The resulting dish is robust with a balance of acidic wine notes and savory meatiness, complemented by the softened vegetables and herbs. It typically pairs well with mashed potatoes, polenta, or hearty bread to soak up the sauce. The braised cheeks can also be shredded and added to pastas and pot pies, extending their use.
Leftover meat and sauce keep well and can be integrated into various dishes such as pasta or potatoes. The marinade and slow cooking approach ensure the cheeks stay moist, making this a practical dish to prepare ahead for meals.
Ingredients
MARINADE
- 1 bottle red wine
- 12 black peppercorn cracked
- 12 juniper berries crushed (optional
- 3 bay leaf
- 1 onion sliced, small
BRAISE
- 2 to 3 pounds beef cheeks or see headnotes for alternatives
- salt
- 3 tablespoons beef fat or lard, butter or oil
- 2 onion chopped
- 2 ribs celery chopped
- 2 carrot sliced thick
- 1 prig rosemary
- 2 tablespoons tomato paste
Instructions
- Bring the marinade to a boil, let it cool to at least room temperature, then submerge the beef cheeks in it at least 6 hours, and up to several days. I prefer a solid 24 hours.
- When you're ready to make the dish, remove the meat from the marinade and pat it dry. Salt it well. Strain the marinade, keeping the liquid and bay leaves.
- Heat the beef fat or whatever fat or oil you're using in a Dutch oven or similar heavy, lidded pot set over medium-high heat. Brown the beef cheeks well. Don't crowd the pan, and do this in batches if you need to. Remove the meat as it browns and set it aside.
- When the meat has browned, add the chopped onions and celery and brown these as well. Turn the oven to 325°F.

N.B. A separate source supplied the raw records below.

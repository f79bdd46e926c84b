//! Screenshot capture orchestration: batch planning, throttled dispatch, and
//! the out-of-process capture backend.

use std::path::{Path, PathBuf};
use std::process::Stdio;
use std::sync::Arc;
use std::time::Duration;

use anyhow::Context;
use async_trait::async_trait;
use chrono::Utc;
use folio_core::{CaptureOutcome, CaptureStatus, PortfolioEntry, ScreenshotRef};
use folio_storage::{CatalogRepo, ScreenshotStore};
use thiserror::Error;
use tokio::fs;
use tokio::process::Command;
use tokio::sync::mpsc;
use tokio::time::{sleep_until, timeout, Instant};
use tracing::{debug, error, info, warn};
use uuid::Uuid;

pub const CRATE_NAME: &str = "folio-capture";

#[derive(Debug, Error)]
pub enum CaptureError {
    #[error("capture backend failed: {0}")]
    Backend(String),
    #[error("capture backend produced no file at {}", .0.display())]
    NoOutput(PathBuf),
    #[error("screenshot storage failed: {0}")]
    Storage(#[from] anyhow::Error),
}

/// An out-of-process capability that renders `url` into an image at `output`.
#[async_trait]
pub trait CaptureBackend: Send + Sync {
    async fn capture(&self, url: &str, output: &Path) -> Result<(), CaptureError>;
}

/// Backend that shells out to a configured command, appending the URL and the
/// output path as the final two arguments. Timeout, spawn failure, and
/// non-zero exit all collapse into [`CaptureError::Backend`].
#[derive(Debug, Clone)]
pub struct CommandCapture {
    program: String,
    leading_args: Vec<String>,
    timeout: Duration,
}

impl CommandCapture {
    pub fn new(program: impl Into<String>, leading_args: Vec<String>, timeout: Duration) -> Self {
        Self {
            program: program.into(),
            leading_args,
            timeout,
        }
    }

    /// Build from a single command line such as `node script/capture_screenshot.mjs`.
    pub fn from_command_line(command_line: &str, timeout: Duration) -> anyhow::Result<Self> {
        let mut parts = command_line.split_whitespace().map(ToString::to_string);
        let program = parts.next().context("capture command is empty")?;
        Ok(Self {
            program,
            leading_args: parts.collect(),
            timeout,
        })
    }
}

fn stderr_excerpt(stderr: &[u8]) -> String {
    let text = String::from_utf8_lossy(stderr);
    let trimmed = text.trim();
    if trimmed.is_empty() {
        "no stderr output".to_string()
    } else {
        trimmed.chars().take(240).collect()
    }
}

#[async_trait]
impl CaptureBackend for CommandCapture {
    async fn capture(&self, url: &str, output: &Path) -> Result<(), CaptureError> {
        let mut cmd = Command::new(&self.program);
        cmd.args(&self.leading_args)
            .arg(url)
            .arg(output)
            .stdin(Stdio::null())
            .stdout(Stdio::piped())
            .stderr(Stdio::piped())
            .kill_on_drop(true);

        let finished = match timeout(self.timeout, cmd.output()).await {
            Ok(result) => result,
            Err(_) => {
                return Err(CaptureError::Backend(format!(
                    "timed out after {}s",
                    self.timeout.as_secs()
                )))
            }
        };

        let out = finished.map_err(|err| {
            CaptureError::Backend(format!("failed to start {}: {err}", self.program))
        })?;

        if !out.status.success() {
            return Err(CaptureError::Backend(format!(
                "{} ({})",
                out.status,
                stderr_excerpt(&out.stderr)
            )));
        }

        Ok(())
    }
}

#[derive(Debug, Clone)]
pub struct CaptureConfig {
    pub batch_size: usize,
    pub batch_delay: Duration,
    pub work_dir: PathBuf,
}

impl Default for CaptureConfig {
    fn default() -> Self {
        Self {
            batch_size: 10,
            batch_delay: Duration::from_secs(30),
            work_dir: PathBuf::from("tmp/captures"),
        }
    }
}

/// One planned batch: the jobs to dispatch and how long after trigger time
/// they become eligible.
#[derive(Debug, Clone, PartialEq, Eq)]
pub struct ScheduledBatch {
    pub index: usize,
    pub start_after: Duration,
    pub entry_ids: Vec<Uuid>,
}

/// Partition entries into fixed-size batches with a linear stagger: batch `k`
/// starts `k * delay` after trigger time, keeping concurrent capture
/// processes bounded without a real rate limiter.
pub fn plan_batches(
    entries: &[PortfolioEntry],
    batch_size: usize,
    delay: Duration,
) -> Vec<ScheduledBatch> {
    let size = batch_size.max(1);
    entries
        .chunks(size)
        .enumerate()
        .map(|(index, chunk)| ScheduledBatch {
            index,
            start_after: delay.saturating_mul(index as u32),
            entry_ids: chunk.iter().map(|e| e.id).collect(),
        })
        .collect()
}

/// Capture one entry end to end. Nothing propagates out of this boundary:
/// every failure is logged and returned as a `Failed` outcome, and the temp
/// output file is removed on every exit path.
pub async fn capture_entry(
    catalog: &dyn CatalogRepo,
    screenshots: &ScreenshotStore,
    backend: &dyn CaptureBackend,
    work_dir: &Path,
    entry_id: Uuid,
) -> CaptureOutcome {
    // Re-validate at capture time; the entry may have been deactivated (or
    // removed) between batch planning and dispatch.
    let entry = match catalog.find_by_id(entry_id).await {
        Ok(Some(entry)) => entry,
        Ok(None) => {
            debug!(%entry_id, "entry vanished before capture; skipping");
            return CaptureOutcome {
                entry_id,
                url: String::new(),
                status: CaptureStatus::Skipped,
            };
        }
        Err(err) => {
            warn!(%entry_id, error = %err, "loading entry for capture failed");
            let reason = CaptureError::Storage(err.into()).to_string();
            return CaptureOutcome {
                entry_id,
                url: String::new(),
                status: CaptureStatus::Failed { reason },
            };
        }
    };

    if !entry.active || entry.url.trim().is_empty() {
        debug!(%entry_id, "entry inactive or without url; skipping capture");
        return CaptureOutcome {
            entry_id,
            url: entry.url,
            status: CaptureStatus::Skipped,
        };
    }

    let temp_path = work_dir.join(format!(
        "portfolio_{}_{}.png",
        entry.id,
        Utc::now().timestamp()
    ));

    let result = capture_into(catalog, screenshots, backend, &entry, &temp_path).await;

    if let Err(err) = fs::remove_file(&temp_path).await {
        if err.kind() != std::io::ErrorKind::NotFound {
            warn!(%entry_id, error = %err, "removing capture temp file failed");
        }
    }

    match result {
        Ok(shot) => {
            info!(%entry_id, url = %entry.url, bytes = shot.byte_size, "captured screenshot");
            CaptureOutcome {
                entry_id,
                url: entry.url,
                status: CaptureStatus::Captured(shot),
            }
        }
        Err(err) => {
            warn!(%entry_id, url = %entry.url, error = %err, "screenshot capture failed");
            CaptureOutcome {
                entry_id,
                url: entry.url,
                status: CaptureStatus::Failed {
                    reason: err.to_string(),
                },
            }
        }
    }
}

async fn capture_into(
    catalog: &dyn CatalogRepo,
    screenshots: &ScreenshotStore,
    backend: &dyn CaptureBackend,
    entry: &PortfolioEntry,
    temp_path: &Path,
) -> Result<ScreenshotRef, CaptureError> {
    if let Some(parent) = temp_path.parent() {
        fs::create_dir_all(parent)
            .await
            .with_context(|| format!("creating capture work directory {}", parent.display()))?;
    }

    backend.capture(&entry.url, temp_path).await?;

    let exists = fs::try_exists(temp_path)
        .await
        .with_context(|| format!("checking capture output {}", temp_path.display()))?;
    if !exists {
        return Err(CaptureError::NoOutput(temp_path.to_path_buf()));
    }

    let bytes = fs::read(temp_path)
        .await
        .with_context(|| format!("reading capture output {}", temp_path.display()))?;

    let shot = screenshots
        .attach(entry.id, &bytes, "image/png")
        .await
        .map_err(CaptureError::Storage)?;

    catalog
        .set_screenshot(entry.id, Some(shot.clone()))
        .await
        .map_err(|err| CaptureError::Storage(err.into()))?;

    Ok(shot)
}

/// Drives captures for a set of entries: one task per batch, one task per
/// entry, outcomes streamed over a channel.
pub struct CaptureRunner {
    catalog: Arc<dyn CatalogRepo>,
    screenshots: Arc<ScreenshotStore>,
    backend: Arc<dyn CaptureBackend>,
    config: CaptureConfig,
}

impl CaptureRunner {
    pub fn new(
        catalog: Arc<dyn CatalogRepo>,
        screenshots: Arc<ScreenshotStore>,
        backend: Arc<dyn CaptureBackend>,
        config: CaptureConfig,
    ) -> Self {
        Self {
            catalog,
            screenshots,
            backend,
            config,
        }
    }

    /// Schedule captures for `entries` and hand back the outcome stream
    /// without waiting. Dropping the receiver is fine; the captures still
    /// run to completion.
    pub fn spawn_all(&self, entries: &[PortfolioEntry]) -> mpsc::Receiver<CaptureOutcome> {
        let plan = plan_batches(entries, self.config.batch_size, self.config.batch_delay);
        let (tx, rx) = mpsc::channel(entries.len().max(1));
        let trigger = Instant::now();

        for batch in plan {
            let catalog = Arc::clone(&self.catalog);
            let screenshots = Arc::clone(&self.screenshots);
            let backend = Arc::clone(&self.backend);
            let work_dir = self.config.work_dir.clone();
            let tx = tx.clone();

            tokio::spawn(async move {
                sleep_until(trigger + batch.start_after).await;
                debug!(
                    batch = batch.index,
                    jobs = batch.entry_ids.len(),
                    "dispatching capture batch"
                );

                let mut handles = Vec::with_capacity(batch.entry_ids.len());
                for entry_id in batch.entry_ids {
                    let catalog = Arc::clone(&catalog);
                    let screenshots = Arc::clone(&screenshots);
                    let backend = Arc::clone(&backend);
                    let work_dir = work_dir.clone();
                    let tx = tx.clone();

                    handles.push(tokio::spawn(async move {
                        let outcome = capture_entry(
                            catalog.as_ref(),
                            screenshots.as_ref(),
                            backend.as_ref(),
                            &work_dir,
                            entry_id,
                        )
                        .await;
                        // The receiver may be gone for fire-and-forget callers.
                        let _ = tx.send(outcome).await;
                    }));
                }

                for handle in handles {
                    if let Err(err) = handle.await {
                        error!("capture task panicked: {err}");
                    }
                }
            });
        }

        rx
    }

    /// Run captures for `entries` and collect every outcome.
    pub async fn run_to_completion(&self, entries: &[PortfolioEntry]) -> Vec<CaptureOutcome> {
        let mut rx = self.spawn_all(entries);
        let mut outcomes = Vec::with_capacity(entries.len());
        while let Some(outcome) = rx.recv().await {
            outcomes.push(outcome);
        }
        outcomes
    }
}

- Add some of the reserved marinade to the pot and use a wooden spoon to scrape up the browned bits. Return the meat to the pot, along with any juices that collected where they were sitting. Add the carrots, rosemary and the rest of the marinade as well as the bay leaves. If the meat isn't totally covered, add enough beef, game, or vegetable stock (or water) to just barely cover them. Bring to a simmer and add salt to taste. Cover the pot and put it in the oven. Let this cook at least 2 hours, and it could take more than that. Start checking at 2 hours.
- When the meat is tender, carefully remove it to a pan or plate. Fish out the rosemary and bay leaves and discard. Puree the braising liquid with the tomato paste and add salt if needed.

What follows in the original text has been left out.